In this work, a rapid cyclodextrin-assisted capillary electrophoretic method is developed for the separation of the diuretic torasemide and three of its metabolites. Both fractional factorial and central composite designs were employed to optimise the separation method. The factors studied were pH, concentration of methyl-beta-cyclodextrin, concentration of the background electrolyte and percentage of acetonitrile as organic modifier. Monitored response was a composite quality response (Q*) which balanced conflicting normalized responses, such as resolution and migration time. Optimal separation of the four studied compounds was achieved in less than 6.5 min, using an electrolyte of 60 mM borate buffer with no organic modifier and 25 mM methyl-beta-cyclodextrin concentration adjusted to pH 8.0 at a potential of 30 kV. Detection wavelength and temperature were 197 nm and 20 degrees C respectively. This work means a significant improvement with regard to a previous separation method for these compounds developed in our laboratory.
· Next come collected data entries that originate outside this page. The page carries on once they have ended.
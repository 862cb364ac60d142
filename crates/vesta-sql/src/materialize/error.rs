//! Materialization errors.

use thiserror::Error;
use vesta_common::ErrorCode;
use vesta_storage::HandlerError;

use crate::encoder::CodecError;

/// Result type for materialization operations.
pub type SinkResult<T> = Result<T, SinkError>;

/// Errors raised by the provisioner and the result sink.
///
/// A rejected duplicate is not an error; see
/// [`InsertOutcome::DuplicateRejected`](super::InsertOutcome::DuplicateRejected).
#[derive(Debug, Error)]
pub enum SinkError {
    /// A value could not be stored in its column. Only the row is lost.
    #[error("cannot store value in column '{column}': {reason}")]
    Projection {
        /// Column name.
        column: String,
        /// Why the value was refused.
        reason: String,
    },

    /// The result table could not be allocated.
    #[error("cannot allocate result table '{table}': {source}")]
    AllocationFailure {
        /// Table alias.
        table: String,
        /// Storage error.
        #[source]
        source: HandlerError,
    },

    /// Unrecoverable storage failure, including a failed promotion.
    #[error("storage failure on result table '{table}': {source}")]
    StorageFatal {
        /// Table alias.
        table: String,
        /// Storage error.
        #[source]
        source: HandlerError,
    },

    /// Operation not valid in the sink's current state.
    #[error("invalid sink state: {0}")]
    InvalidState(String),

    /// A stored record could not be decoded.
    #[error("corrupt result record: {0}")]
    Decode(#[from] CodecError),
}

impl SinkError {
    /// Creates a projection error.
    pub fn projection(column: impl Into<String>, reason: impl Into<String>) -> Self {
        Self::Projection {
            column: column.into(),
            reason: reason.into(),
        }
    }

    /// Creates an invalid state error.
    pub fn invalid_state(msg: impl Into<String>) -> Self {
        Self::InvalidState(msg.into())
    }

    /// Returns true if the error ends the materialization episode.
    pub fn is_fatal(&self) -> bool {
        !matches!(self, Self::Projection { .. })
    }

    /// Returns the stable error code.
    pub fn code(&self) -> ErrorCode {
        match self {
            Self::Projection { .. } => ErrorCode::TypeMismatch,
            Self::AllocationFailure { source, .. } | Self::StorageFatal { source, .. } => {
                source.code()
            }
            Self::InvalidState(_) => ErrorCode::InvalidState,
            Self::Decode(_) => ErrorCode::Corruption,
        }
    }
}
Application of capillary zone electrophoresis to the screening of some angiotensin II receptor antagonists.

A capillary zone electrophoretic (CZE) method was optimized for the separation of five angiotensin II receptor antagonists (Losartan, Irbesartan, Valsartan, Telmisartan and Eprosartan) and two of their metabolites (EXP 3174 and Candesartan M1) by means of experimental design methodologies. The aim of this study was to define rapidly experimental conditions under which the analytes can be resolved for quantitation. The effects of the buffer (pH, concentration and composition), the organic modifier and voltage were studied. Critical factors were identified in a screening design (fractional factorial design) and sequentially an optimization design (central composite design) was used to choose optimal conditions for separation. The most favorable electrophoretic conditions were found by setting the resolution at a threshold value (Rs < or = 1.5) and minimizing, if possible, analysis time. Successful results were obtained with a 50 mM potassium dihydrogen phosphate:boric acid (25:75 v/v) buffer at pH 5.5 in the presence of 5% methanol and application of a 25 kV voltage. Analysis time was 8 min in a conventional fused-silica capillary (50 cm effective length) in a normal cationic mode (anode at the inlet and cathode at the outlet) after hydrostatical sample injection for 30 s.

Separation of the high-ceiling diuretic Torasemide and its metabolites by capillary zone electrophoresis with diode-array detection.

A capillary zone electrophoretic method was developed for the separation of the high-ceiling loop diuretic Torasemide and three of its metabolites (M1, M3 and M5) using an experimental design approach. Two different experimental designs were employed to optimize the developed method: (i) a fractional factorial design examining six factors at two levels (2(6-2)) and (ii) a central composite design examining two factors at two levels (2(2)+2x2+p). The factors studied were: pH, buffer concentration, proportion of boric acid in the mixed boric acid:potassium dihydrogen phosphate background electrolyte, temperature, applied voltage and percentage of organic modifier. Resolution between peaks was established as response. Separation of the four studied compounds was achieved in less than 8 min, using an electrolyte of 20 mM boric acid:potassium dihydrogen phosphate (75:25 v/v) with 15% MeOH adjusted to pH 9.7 with KOH, at a potential of 28 kV. Detection wavelength and temperature were 206 nm and 35 degrees C, respectively.